There are no main roads where the Cann family lives for 10 months a year. As teachers and translators for Finisterre Vision, a cooperative ministry effort, they live in a small village in the jungled Finisterre Range along Papua New Guinea’s northeastern coast. It’s remote — roughly a one-and-a-half-day hike, followed by a three- to four-hour dingy ride across the bay to reach the closest city, Madang.

“It’s not an easy place to get to. When we travel, we pretty much do so by helicopter,” says Zach Cann, whose family of four have been Global Rescue members since 2018.

When one son — 9-year-old Jude — required urgent medical care in May 2021 after a bicycle accident near his home, the family needed immediate emergency helicopter transport.

Jude-and-his-brother

A Run-In with a Tree in the Jungle

“We’ve been doing missionary work in this village for seven years, so we have built a home here,” explains Cann. “It was just a normal day: I was working in my home office and the boys had gone outside to ride their bikes during a break from their homeschool lessons. The next thing I know, I’m rushing outside because I hear Jude crying. When I get to the door, I see my wife Cassidy coming up the steps with Jude and she’s holding his chin, which is absolutely gushing blood.”

Jude had hit a tree after losing control of his bike zipping down a nearby grassy hill. But the chin laceration didn’t come from his fall to the ground. It was from a sharp branch on the tree that had recently been cut down by the villagers.

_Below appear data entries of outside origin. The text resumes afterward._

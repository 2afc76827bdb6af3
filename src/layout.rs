//! Rank-4 layout transposition
//!
//! External backends read raw bytes assuming row-major contiguity in their
//! own channel ordering, so reordering axes is not enough: the permuted
//! tensor is always materialized into a fresh contiguous buffer. Tensors of
//! any rank other than 4 pass through unchanged.
//!
//! The two permutations are exact inverses of each other: to channel-first
//! is (0,3,1,2), to channel-last is (0,2,3,1).

use crate::error::Result;
use crate::tensor::{Tensor, TensorData};

/// Channel ordering convention for rank-4 tensors
#[derive(Debug, Clone, Copy, PartialEq, Eq)]
pub enum DataFormat {
    /// Channel-first: (batch, channel, height, width)
    Nchw,
    /// Channel-last: (batch, height, width, channel)
    Nhwc,
}

impl DataFormat {
    /// Axis permutation that converts the other convention into this one
    #[must_use]
    pub fn permutation(self) -> [usize; 4] {
        match self {
            DataFormat::Nchw => [0, 3, 1, 2],
            DataFormat::Nhwc => [0, 2, 3, 1],
        }
    }
}

/// Convert a tensor to the given channel ordering
///
/// Rank-4 tensors are permuted and copied into a contiguous buffer; tensors
/// of any other rank are returned unchanged.
///
/// # Errors
///
/// Shape validation errors from tensor construction (cannot occur for
/// tensors that were valid on the way in).
pub fn to_data_format(tensor: &Tensor, format: DataFormat) -> Result<Tensor> {
    if tensor.ndim() != 4 {
        return Ok(tensor.clone());
    }
    permute4(tensor, format.permutation())
}

fn permute4(tensor: &Tensor, perm: [usize; 4]) -> Result<Tensor> {
    let shape = tensor.shape();
    let new_shape: Vec<usize> = perm.iter().map(|&p| shape[p]).collect();
    let data = match tensor.data() {
        TensorData::F32(v) => TensorData::F32(permute4_vec(v, shape, perm)),
        TensorData::F64(v) => TensorData::F64(permute4_vec(v, shape, perm)),
        TensorData::I8(v) => TensorData::I8(permute4_vec(v, shape, perm)),
        TensorData::I16(v) => TensorData::I16(permute4_vec(v, shape, perm)),
        TensorData::I32(v) => TensorData::I32(permute4_vec(v, shape, perm)),
        TensorData::U8(v) => TensorData::U8(permute4_vec(v, shape, perm)),
        TensorData::Bool(v) => TensorData::Bool(permute4_vec(v, shape, perm)),
    };
    Tensor::new(new_shape, data)
}

fn permute4_vec<T: Copy>(data: &[T], shape: &[usize], perm: [usize; 4]) -> Vec<T> {
    let strides = [
        shape[1] * shape[2] * shape[3],
        shape[2] * shape[3],
        shape[3],
        1,
    ];
    let new_shape = [
        shape[perm[0]],
        shape[perm[1]],
        shape[perm[2]],
        shape[perm[3]],
    ];

    let mut out = Vec::with_capacity(data.len());
    for a0 in 0..new_shape[0] {
        for a1 in 0..new_shape[1] {
            for a2 in 0..new_shape[2] {
                for a3 in 0..new_shape[3] {
                    // New axis k reads old axis perm[k]
                    let old = a0 * strides[perm[0]]
                        + a1 * strides[perm[1]]
                        + a2 * strides[perm[2]]
                        + a3 * strides[perm[3]];
                    out.push(data[old]);
                }
            }
        }
    }
    out
}
//! Property-based tests for the tensor codec and layout transposer
//!
//! These tests use proptest to pin the quantization round-trip error bound,
//! the transpose round-trip law, and the npy file format.

use proptest::prelude::*;

use verificar::codec::{read_npy, save_npy, write_npy};
use verificar::layout::{to_data_format, DataFormat};
use verificar::{DType, QuantizationParams, Tensor, TensorData};

fn params(scale: f64, zero_point: i64) -> QuantizationParams {
    QuantizationParams {
        node_name: "x0".to_string(),
        zero_point,
        scale,
        qmin: -128,
        qmax: 127,
        dtype: DType::I8,
    }
}

/// Strategy for rank-4 tensors with small dims and arbitrary finite values
fn rank4_strategy() -> impl Strategy<Value = Tensor> {
    (1usize..=3, 1usize..=3, 1usize..=4, 1usize..=4).prop_flat_map(|(n, c, h, w)| {
        let size = n * c * h * w;
        prop::collection::vec(-1000.0f32..1000.0, size..=size)
            .prop_map(move |data| Tensor::from_f32(vec![n, c, h, w], data).unwrap())
    })
}

proptest! {
    #![proptest_config(ProptestConfig::with_cases(256))]

    /// Quantize-then-dequantize stays within one quantization step of the
    /// original whenever the value is inside the representable range
    #[test]
    fn quantization_roundtrip_is_bounded(
        value in -100.0f32..100.0,
        scale in 0.01f64..2.0,
        zero_point in -32i64..32,
    ) {
        let qp = params(scale, zero_point);
        let q = qp.quantize_value(value);
        // Skip values that clamp; the law only holds inside the range
        prop_assume!(q > qp.qmin && q < qp.qmax);
        let back = qp.dequantize_value(q);
        let half_step = (scale / 2.0) as f32;
        prop_assert!(
            (back - value).abs() <= half_step * 1.001,
            "value {value} -> {q} -> {back}, step {scale}"
        );
    }

    /// Dequantized values always land on the affine lattice
    #[test]
    fn dequantize_is_affine(q in -128i64..=127, scale in 0.01f64..2.0, zp in -32i64..32) {
        let qp = params(scale, zp);
        let expected = ((q - zp) as f64 * scale) as f32;
        prop_assert_eq!(qp.dequantize_value(q), expected);
    }

    /// Channel-last then channel-first recovers the original rank-4 tensor
    #[test]
    fn transpose_roundtrip_is_identity(t in rank4_strategy()) {
        let nhwc = to_data_format(&t, DataFormat::Nhwc).unwrap();
        let back = to_data_format(&nhwc, DataFormat::Nchw).unwrap();
        prop_assert_eq!(back, t);
    }

    /// The opposite composition round-trips as well (the permutations are
    /// true inverses)
    #[test]
    fn transpose_roundtrip_other_direction(t in rank4_strategy()) {
        let nchw = to_data_format(&t, DataFormat::Nchw).unwrap();
        let back = to_data_format(&nchw, DataFormat::Nhwc).unwrap();
        prop_assert_eq!(back, t);
    }

    /// Transposition only permutes: the multiset of values is unchanged
    #[test]
    fn transpose_preserves_values(t in rank4_strategy()) {
        let nhwc = to_data_format(&t, DataFormat::Nhwc).unwrap();
        let mut before = t.as_f32().unwrap().to_vec();
        let mut after = nhwc.as_f32().unwrap().to_vec();
        before.sort_by(f32::total_cmp);
        after.sort_by(f32::total_cmp);
        prop_assert_eq!(before, after);
    }

    /// Tensors of any rank other than 4 pass through unchanged
    #[test]
    fn non_rank4_is_identity(
        dims in prop::collection::vec(1usize..=4, 1..=3),
    ) {
        let size: usize = dims.iter().product();
        let t = Tensor::from_f32(dims, (0..size).map(|i| i as f32).collect()).unwrap();
        let out = to_data_format(&t, DataFormat::Nhwc).unwrap();
        prop_assert_eq!(out, t);
    }

    /// npy write-then-read round-trips shape and payload
    #[test]
    fn npy_roundtrip_f32(
        dims in prop::collection::vec(1usize..=5, 1..=3),
    ) {
        let size: usize = dims.iter().product();
        let data: Vec<f32> = (0..size).map(|i| i as f32 * 0.5 - 3.0).collect();
        let t = Tensor::from_f32(dims, data).unwrap();

        let dir = tempfile::tempdir().unwrap();
        let path = dir.path().join("t.npy");
        write_npy(&path, &t).unwrap();
        let back = read_npy(&path).unwrap();
        prop_assert_eq!(back, t);
    }

    /// Quantized saves honor the clamp range
    #[test]
    fn saved_quantized_values_are_clamped(
        values in prop::collection::vec(-10_000.0f32..10_000.0, 1..=16),
        scale in 0.01f64..1.0,
    ) {
        let qp = params(scale, 0);
        let len = values.len();
        let t = Tensor::from_f32(vec![len], values).unwrap();

        let dir = tempfile::tempdir().unwrap();
        let path = save_npy(dir.path(), &t, Some(&qp), "x0").unwrap();
        let back = read_npy(&path).unwrap();
        prop_assert_eq!(back.dtype(), DType::I8);
        if let TensorData::I8(q) = back.data() {
            for &v in q {
                prop_assert!(i64::from(v) >= qp.qmin && i64::from(v) <= qp.qmax);
            }
        }
    }
}

#[test]
fn npy_roundtrip_every_dtype() {
    let dir = tempfile::tempdir().unwrap();
    let cases = vec![
        Tensor::new(vec![2], TensorData::F32(vec![1.5, -2.0])).unwrap(),
        Tensor::new(vec![2], TensorData::F64(vec![1.5, -2.0])).unwrap(),
        Tensor::new(vec![3], TensorData::I8(vec![-128, 0, 127])).unwrap(),
        Tensor::new(vec![2], TensorData::I16(vec![-300, 300])).unwrap(),
        Tensor::new(vec![2], TensorData::I32(vec![-70_000, 70_000])).unwrap(),
        Tensor::new(vec![2], TensorData::U8(vec![0, 255])).unwrap(),
        Tensor::new(vec![2], TensorData::Bool(vec![true, false])).unwrap(),
    ];
    for (i, t) in cases.into_iter().enumerate() {
        let path = dir.path().join(format!("t{i}.npy"));
        write_npy(&path, &t).unwrap();
        assert_eq!(read_npy(&path).unwrap(), t, "dtype {}", t.dtype());
    }
}
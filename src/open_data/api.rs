use super::{dto::RecordsResponse, model::Event};
use crate::config::model::{AggregationPolicy, ApiConfig};
use futures::future;
use lazy_static::lazy_static;
use reqwest::Client;
use reqwest_middleware::{ClientBuilder, ClientWithMiddleware};
use reqwest_retry::policies::ExponentialBackoff;
use reqwest_retry::RetryTransientMiddleware;
use std::error::Error;
use std::fmt::{Display, Formatter};
use tracing::{error, info, warn};

lazy_static! {
    static ref HTTP_CLIENT: Client = Client::new();
}

pub struct OpenDataAPI;

impl OpenDataAPI {
    /**
    Fetches every configured page concurrently and concatenates them in page order.
    * A failed page fails everything, unless the config asks for partial results
    */
    #[tracing::instrument(skip(config), fields(pages = config.page_count, page_size = config.page_size))]
    pub async fn get_events(config: &ApiConfig) -> Result<Vec<Event>, APIError> {
        info!("Getting events");

        let client = build_client(config.max_retries);
        let pages = (0..config.page_count).map(|page| Self::get_page(&client, config, page));

        let events: Vec<Event> = match config.aggregation {
            AggregationPolicy::AllOrNothing => future::try_join_all(pages)
                .await?
                .into_iter()
                .flatten()
                .collect(),
            AggregationPolicy::Partial => {
                let mut first_error = None;
                let mut fetched_pages = 0;
                let mut events = Vec::new();

                for (page, result) in future::join_all(pages).await.into_iter().enumerate() {
                    match result {
                        Ok(mut page_events) => {
                            fetched_pages += 1;
                            events.append(&mut page_events);
                        }
                        Err(err) => {
                            warn!("Skipping page {} due to: {}", page, err);
                            first_error.get_or_insert(err);
                        }
                    }
                }

                match first_error {
                    Some(err) if fetched_pages == 0 => return Err(err),
                    _ => events,
                }
            }
        };

        info!("Got {} events", events.len());

        Ok(events)
    }

    async fn get_page(
        client: &ClientWithMiddleware,
        config: &ApiConfig,
        page: u32,
    ) -> Result<Vec<Event>, APIError> {
        let json_response = client
            .get(&config.records_url)
            .query(&page_query(config, page))
            .send()
            .await
            .map_err(APIError::Request)?
            .error_for_status()
            .map_err(APIError::Http)?
            .text()
            .await
            .map_err(APIError::Http)?;

        match serde_json::from_str::<RecordsResponse>(&json_response) {
            Ok(parsed_response) => Ok(parsed_response
                .results
                .iter()
                .map(|response| response.to_model())
                .collect()),
            Err(e) => {
                error!("Response parse failed for page {}: {:?}", page, e);
                Err(APIError::InvalidResponse(e))
            }
        }
    }
}

fn build_client(max_retries: u32) -> ClientWithMiddleware {
    ClientBuilder::new(HTTP_CLIENT.clone())
        .with(RetryTransientMiddleware::new_with_policy(
            ExponentialBackoff::builder().build_with_max_retries(max_retries),
        ))
        .build()
}

fn page_query(config: &ApiConfig, page: u32) -> Vec<(&'static str, String)> {
    vec![
        ("limit", config.page_size.to_string()),
        ("offset", (page * config.page_size).to_string()),
        ("refine", format!("keywords_fr:\"{}\"", config.keyword)),
        (
            "refine",
            format!("location_department:\"{}\"", config.department),
        ),
    ]
}

#[derive(Debug)]
pub enum APIError {
    Request(reqwest_middleware::Error),
    Http(reqwest::Error),
    InvalidResponse(serde_json::Error),
}

impl Display for APIError {
    fn fmt(&self, f: &mut Formatter<'_>) -> std::fmt::Result {
        match self {
            APIError::Request(err) => write!(f, "request failed: {}", err),
            APIError::Http(err) => write!(f, "bad response: {}", err),
            APIError::InvalidResponse(err) => write!(f, "invalid response body: {}", err),
        }
    }
}

impl Error for APIError {}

“I’m just thankful it wasn’t a stand of bamboo,” says Cann, alluding to how bamboo’s tensile strength surpasses steel. “He could have been skewered.”

Medical Evacuation to Ukarumpa and Beyond

Within about three hours after making a Skype call to Global Rescue for field rescue, Jude — along with Cassidy and brother, Oliver — were transported via helicopter to a clinic in Ukarumpa in the eastern highlands. That’s about 170 miles as the crow flies from the village.

“That’s considered pretty fast here,” notes Cann. “Especially given that you have to get government permission to fly.” That’s because Global Rescue works closely with local partners who have the necessary logistical know-how and approvals in place to execute a rescue quickly.

After administering stitches and obtaining X-ray images of Jude’s injury, medical staff determined the young boy had a broken jaw requiring a specialist. Unfortunately, the national hospitals don’t offer the level of care that Jude required. Clinic officials suggested Jude be medically transported to an appropriate facility — which would ordinarily be Australia. But Australia’s pandemic-related travel ban prevented the transfer. Fortunately, the Cann family was able to return to the U.S. — their home country — for care.

Global Rescue’s medical team of experts agreed, triggering the operations team to sort out the transport logistics for the family that included chartering a plane to get them from Ukarumpa to Port Moresby and arranging commercial flights from there to Phoenix, Arizona, by way of Los Angeles and Sydney, Australia.

“Looking back, that was a part of the Global Rescue system I really valued,” says Cann. “They took care of the logistics and made the plan to get us home. All we had to do was follow.” Global Rescue also cut through government red tape related to the pandemic when the flight home required a stopover in Sydney. Global Rescue operations team worked with Australian Ministry of Health officials to exempt the Canns from the country’s two-week quarantine requirement, which speeded up the family’s return to the U.S.

arriving-at-the-clinic

Glad to Have Global Rescue’s Travel Protection Services

When all was said and done, the ordeal took seven days, from the initial incident to arrival in Phoenix.

“You might think that sounds like a long time,” says Cann. “But given how remote we were and in a world with COVID-19 and so many constantly changing travel restrictions, the fact that we got back at all, in my mind, is a miracle. We were really thankful to have Global Rescue.”

As luck would have it, Jude’s injured jaw was re-evaluated and did not require surgery.

“He should have needed it, but the way it broke was the most ideal,” says Cann. “There was another bone supporting the break, so Jude just needed natural healing and a month-long diet of soft food.”